O mundo tem apenas sete bilhões de pessoas; mesmo que a eficiência de conversão chegasse a cem por cento, não seria tão alto assim. E, ao ritmo atual de Vampira, não levaria pouco tempo para absorver todos do planeta.

Deu ordem a Smith, que estava de prontidão, para ligar as máquinas. O barulho espalhou-se pela fábrica, enquanto Noite Branca se exercitava, absorto em seus próprios pensamentos ao olhar para o braço.

Percebera que, ao enfrentar o Doutor Lagarto, o controle sobre sua própria força variava dezenas de quilos para mais ou para menos.

“Será que é devido à diferença entre os atributos de mente e força?”, pensou, observando no painel a diferença de aproximadamente 0,5 ponto entre os dois atributos.

Atualmente, a cada aumento de atributo, Noite Branca media sua força. O atributo físico subira de 2,7 para 3,2; o poder corporal quadruplicara.

No início, quando a resistência estava muito abaixo da força, o corpo não suportava o esforço. Agora, com todos os pontos restantes aplicados em força e constituição, o atributo mental ficara para trás.

O atributo mental representa controle, compreensão, foco e resistência. Com uma diferença de meio ponto, finalmente os efeitos colaterais do desequilíbrio começaram a se manifestar.

“Parece que, no futuro, terei de investir em mente também. Caso contrário, na hora de jogar cartas à noite, posso acabar rasgando a Camila por acidente”, pensou, divertido, Noite Branca.

Enquanto isso, no topo da sede da Corporação Linha de Valor, em Nova York, Wilson Fisk sentia o suor frio escorrer ao ver à sua frente um ancião flutuando em meio ao ar, apoiado em lâminas metálicas, acompanhado por uma mulher de pele inteiramente azul.

Wilson Fisk levantou-se imediatamente, demonstrando respeito: “O célebre Magneto! Como pôde um nome tão ilustre visitar um chefe de quadrilha tão insignificante como eu? Em que posso ajudar?”

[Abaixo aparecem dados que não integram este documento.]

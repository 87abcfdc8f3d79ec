//! The per-session analysis engine.
//!
//! One [`AnalysisEngine`] owns every piece of state for a session. It is
//! advanced by two calls driven by the caller's clock: [`AnalysisEngine::process_frame`]
//! for each captured frame and [`AnalysisEngine::process_second`] once per
//! wall-clock second. There is no internal locking; callers keep a single
//! writer.

use std::collections::VecDeque;

use chrono::Utc;
use mirror_models::{
    AutoTunedThresholds, Baseline, CalibrationPhase, CalibrationPlan, CalibrationProgress, CalibrationStatus,
    ContextMode, DriverStats, Event, EventKind, EventMeta, MetricsSnapshot, Report, Scores, SecondMetrics,
    SignalQuality, TickResult,
};
use serde::{Deserialize, Serialize};
use tracing::{debug, info};

use crate::accumulator::{FrameAccumulator, SecondAggregate};
use crate::auto_tune::{self, HistoryBuffer};
use crate::calibration::{CalibrationController, CalibrationOutcome, CalibrationSample};
use crate::config::EngineConfig;
use crate::error::EngineResult;
use crate::events::{energy_reference, DetectionContext, EventDetector, EventLog};
use crate::features::FrameFeatures;
use crate::landmarks::LandmarkFrame;
use crate::metrics;
use crate::observed::{self, ObservedInputs};
use crate::report::{self, ReportInput, ReportMemory};
use crate::scoring::{self, ConfidenceInputs, EnergyInputs, FocusInputs};
use crate::signal_quality;
use crate::smoothing::{BlinkDetector, MotionTracker, YawnDetector};
use crate::stats::{clamp, ema};

/// State that outlives a session: learning history, tuned thresholds and
/// past reports.
#[derive(Debug, Clone, Default, PartialEq, Serialize, Deserialize)]
pub struct PersistentState {
    pub history: HistoryBuffer,
    pub auto_tuned: AutoTunedThresholds,
    pub report_memory: ReportMemory,
}

impl PersistentState {
    pub fn to_json(&self) -> EngineResult<String> {
        Ok(serde_json::to_string_pretty(self)?)
    }

    pub fn from_json(json: &str) -> EngineResult<Self> {
        Ok(serde_json::from_str(json)?)
    }
}

/// Face-landmark behavioral analysis for a single session.
#[derive(Debug, Clone)]
pub struct AnalysisEngine {
    config: EngineConfig,
    context_mode: ContextMode,
    baseline: Baseline,
    calibration: CalibrationController,

    blink: BlinkDetector,
    yawn: YawnDetector,
    motion: MotionTracker,
    accumulator: FrameAccumulator,

    scores: Scores,
    head_motion_ema: f64,
    gaze_motion_ema: f64,
    signal_quality: SignalQuality,

    detector: EventDetector,
    events: EventLog,
    second_metrics: VecDeque<SecondMetrics>,

    history: HistoryBuffer,
    auto_tuned: AutoTunedThresholds,
    report_memory: ReportMemory,

    /// Latest timestamp seen from either call
    clock_ms: i64,
    last_tick_ms: Option<i64>,
}

impl Default for AnalysisEngine {
    fn default() -> Self {
        Self::build(EngineConfig::default())
    }
}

“Maldição, por que esse sujeito veio aqui?”, pensou Fisk, amaldiçoando internamente. Comparado a Magneto, terrorista e inimigo da humanidade, ele, simples chefe do crime, não passava de um peão.

Por um momento, Fisk pensou em telefonar para Noite Branca pedindo socorro, mas Magneto, olhando-o de cima, falou com frieza:

“Foi Noite Branca quem me mandou. Disseram-me que você tem algo de que preciso.”

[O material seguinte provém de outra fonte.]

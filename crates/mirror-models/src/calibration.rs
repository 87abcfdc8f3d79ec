//! Calibration status models.

use schemars::JsonSchema;
use serde::{Deserialize, Serialize};

use crate::baseline::Baseline;

/// Calibration controller state.
#[derive(Debug, Clone, Copy, PartialEq, Eq, Hash, Serialize, Deserialize, JsonSchema, Default)]
#[serde(rename_all = "snake_case")]
pub enum CalibrationPhase {
    #[default]
    Idle,
    /// Neutral face, looking at the screen
    PhaseA,
    /// Natural look-aways to the sides
    PhaseB,
    /// Optional speaking sample
    PhaseC,
    /// Baseline computed from collected samples
    Complete,
    /// Too few samples; prior baseline kept
    Incomplete,
    /// User opted out; prior baseline kept
    Skipped,
}

impl CalibrationPhase {
    pub fn is_active(&self) -> bool {
        matches!(
            self,
            CalibrationPhase::PhaseA | CalibrationPhase::PhaseB | CalibrationPhase::PhaseC
        )
    }

    pub fn is_terminal(&self) -> bool {
        matches!(
            self,
            CalibrationPhase::Complete | CalibrationPhase::Incomplete | CalibrationPhase::Skipped
        )
    }

    /// Short phase letter for active phases.
    pub fn letter(&self) -> Option<&'static str> {
        match self {
            CalibrationPhase::PhaseA => Some("A"),
            CalibrationPhase::PhaseB => Some("B"),
            CalibrationPhase::PhaseC => Some("C"),
            _ => None,
        }
    }

    /// What the user should be doing in this phase.
    pub fn instruction(&self) -> Option<&'static str> {
        match self {
            CalibrationPhase::PhaseA => Some("Look at screen normally, neutral face"),
            CalibrationPhase::PhaseB => Some("Look away left/right naturally a few times"),
            CalibrationPhase::PhaseC => Some("Optional: Talk normally for 10 seconds"),
            _ => None,
        }
    }
}

/// One step in the calibration timeline.
#[derive(Debug, Clone, PartialEq, Eq, Serialize, Deserialize, JsonSchema)]
pub struct PhaseStep {
    pub phase: CalibrationPhase,
    pub duration_ms: u64,
    pub instruction: String,
}

/// Timeline returned when calibration starts, for countdown UIs.
#[derive(Debug, Clone, PartialEq, Eq, Serialize, Deserialize, JsonSchema)]
pub struct CalibrationPlan {
    pub phases: Vec<PhaseStep>,
    pub total_duration_ms: u64,
}

/// Progress through an active calibration.
#[derive(Debug, Clone, PartialEq, Serialize, Deserialize, JsonSchema)]
pub struct CalibrationProgress {
    /// Percent of the full timeline (0-100)
    pub progress: f64,
    pub phase: CalibrationPhase,
    #[serde(skip_serializing_if = "Option::is_none")]
    pub instruction: Option<String>,
}

/// Calibration state as exposed to collaborators.
#[derive(Debug, Clone, PartialEq, Serialize, Deserialize, JsonSchema)]
pub struct CalibrationStatus {
    pub is_calibrated: bool,
    pub is_calibrating: bool,
    pub phase: CalibrationPhase,
    pub baseline: Baseline,
}
//! Auto-tuned thresholds learned from rolling history.

use schemars::JsonSchema;
use serde::{Deserialize, Serialize};

#[derive(Debug, Clone, Copy, PartialEq, Serialize, Deserialize, JsonSchema)]
pub struct BlinkRateBand {
    pub low: f64,
    pub high: f64,
    pub normal: f64,
}

#[derive(Debug, Clone, Copy, PartialEq, Serialize, Deserialize, JsonSchema)]
pub struct GazeToleranceBand {
    pub normal: f64,
    pub extended: f64,
}

#[derive(Debug, Clone, Copy, PartialEq, Serialize, Deserialize, JsonSchema)]
pub struct HeadJitterBand {
    pub normal: f64,
    pub high: f64,
}

#[derive(Debug, Clone, Copy, PartialEq, Serialize, Deserialize, JsonSchema)]
pub struct EarDropBand {
    pub mild: f64,
    pub fatigue: f64,
}

/// Thresholds the score calculator and event detector read.
///
/// Starts at static defaults and is overwritten by each auto-tune pass.
/// Survives session resets.
#[derive(Debug, Clone, Copy, PartialEq, Serialize, Deserialize, JsonSchema)]
pub struct AutoTunedThresholds {
    pub blink_rate: BlinkRateBand,
    pub gaze_tolerance: GazeToleranceBand,
    pub head_jitter: HeadJitterBand,
    pub ear_drop: EarDropBand,
    /// Number of completed auto-tune passes
    #[serde(default)]
    pub passes: u32,
}

impl Default for AutoTunedThresholds {
    fn default() -> Self {
        Self {
            blink_rate: BlinkRateBand {
                low: 10.0,
                high: 25.0,
                normal: 15.0,
            },
            gaze_tolerance: GazeToleranceBand {
                normal: 0.08,
                extended: 0.12,
            },
            head_jitter: HeadJitterBand {
                normal: 0.02,
                high: 0.05,
            },
            ear_drop: EarDropBand {
                mild: 0.08,
                fatigue: 0.20,
            },
            passes: 0,
        }
    }
}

“Noite Branca!” Fisk ficou atônito e, em seguida, irritado ao perceber que Magneto viera por indicação dele. Então era isso: trouxera um terrorista para sua porta.

“Posso saber qual é a sua relação com Noite Branca?”, perguntou Fisk, sondando, tentando entender em que termos se davam.

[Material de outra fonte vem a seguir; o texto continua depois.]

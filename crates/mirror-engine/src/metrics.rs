//! Engine metrics through the `metrics` facade.
//!
//! Without an installed recorder every call is a no-op.

use metrics::{counter, gauge};

use mirror_models::{CalibrationPhase, EventKind};

/// Metric names as constants for consistency.
pub mod names {
    // Tick metrics
    pub const TICKS_TOTAL: &str = "mirror_ticks_total";
    pub const EMPTY_TICKS_TOTAL: &str = "mirror_empty_ticks_total";
    pub const SIGNAL_QUALITY: &str = "mirror_signal_quality";

    // Event metrics
    pub const EVENTS_EMITTED_TOTAL: &str = "mirror_events_emitted_total";
    pub const EVENTS_SUPPRESSED_TOTAL: &str = "mirror_events_suppressed_total";

    // Lifecycle metrics
    pub const CALIBRATIONS_TOTAL: &str = "mirror_calibrations_total";
    pub const REPORTS_GENERATED_TOTAL: &str = "mirror_reports_generated_total";
    pub const AUTO_TUNE_RUNS_TOTAL: &str = "mirror_auto_tune_runs_total";
}

/// Why an event attempt did not produce a new log entry.
#[derive(Debug, Clone, Copy, PartialEq, Eq)]
pub enum SuppressReason {
    Cooldown,
    Merged,
    ToggleSpam,
}

impl SuppressReason {
    pub fn as_str(&self) -> &'static str {
        match self {
            SuppressReason::Cooldown => "cooldown",
            SuppressReason::Merged => "merged",
            SuppressReason::ToggleSpam => "toggle_spam",
        }
    }
}

/// Record a processed tick and its signal quality.
pub fn record_tick(signal_quality: f64) {
    counter!(names::TICKS_TOTAL).increment(1);
    gauge!(names::SIGNAL_QUALITY).set(signal_quality);
}

/// Record a tick that had no frames.
pub fn record_empty_tick() {
    counter!(names::EMPTY_TICKS_TOTAL).increment(1);
}

pub fn record_event_emitted(kind: EventKind) {
    let labels = [("kind", kind.as_str().to_string())];
    counter!(names::EVENTS_EMITTED_TOTAL, &labels).increment(1);
}

pub fn record_event_suppressed(kind: EventKind, reason: SuppressReason) {
    let labels = [
        ("kind", kind.as_str().to_string()),
        ("reason", reason.as_str().to_string()),
    ];
    counter!(names::EVENTS_SUPPRESSED_TOTAL, &labels).increment(1);
}

/// Record a terminal calibration outcome.
pub fn record_calibration(outcome: CalibrationPhase) {
    let label = match outcome {
        CalibrationPhase::Complete => "complete",
        CalibrationPhase::Incomplete => "incomplete",
        CalibrationPhase::Skipped => "skipped",
        _ => return,
    };
    let labels = [("outcome", label.to_string())];
    counter!(names::CALIBRATIONS_TOTAL, &labels).increment(1);
}

pub fn record_report(insufficient_data: bool) {
    let labels = [("insufficient", insufficient_data.to_string())];
    counter!(names::REPORTS_GENERATED_TOTAL, &labels).increment(1);
}

pub fn record_auto_tune() {
    counter!(names::AUTO_TUNE_RUNS_TOTAL).increment(1);
}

“Aliados”, respondeu Magneto, pousando suavemente, sem revelar que Noite Branca era um mutante.

“Aliados…” Fisk respirou fundo. Não esperava que, em poucos dias, Noite Branca já estivesse aliado a alguém como Magneto.

“Parece que hoje terei de abrir mão de muita coisa”, pensou Fisk. Pegou o telefone sobre a mesa e discou: “Túmulo, traga o recipiente número três. Temos um convidado de honra que irá utilizá-lo.”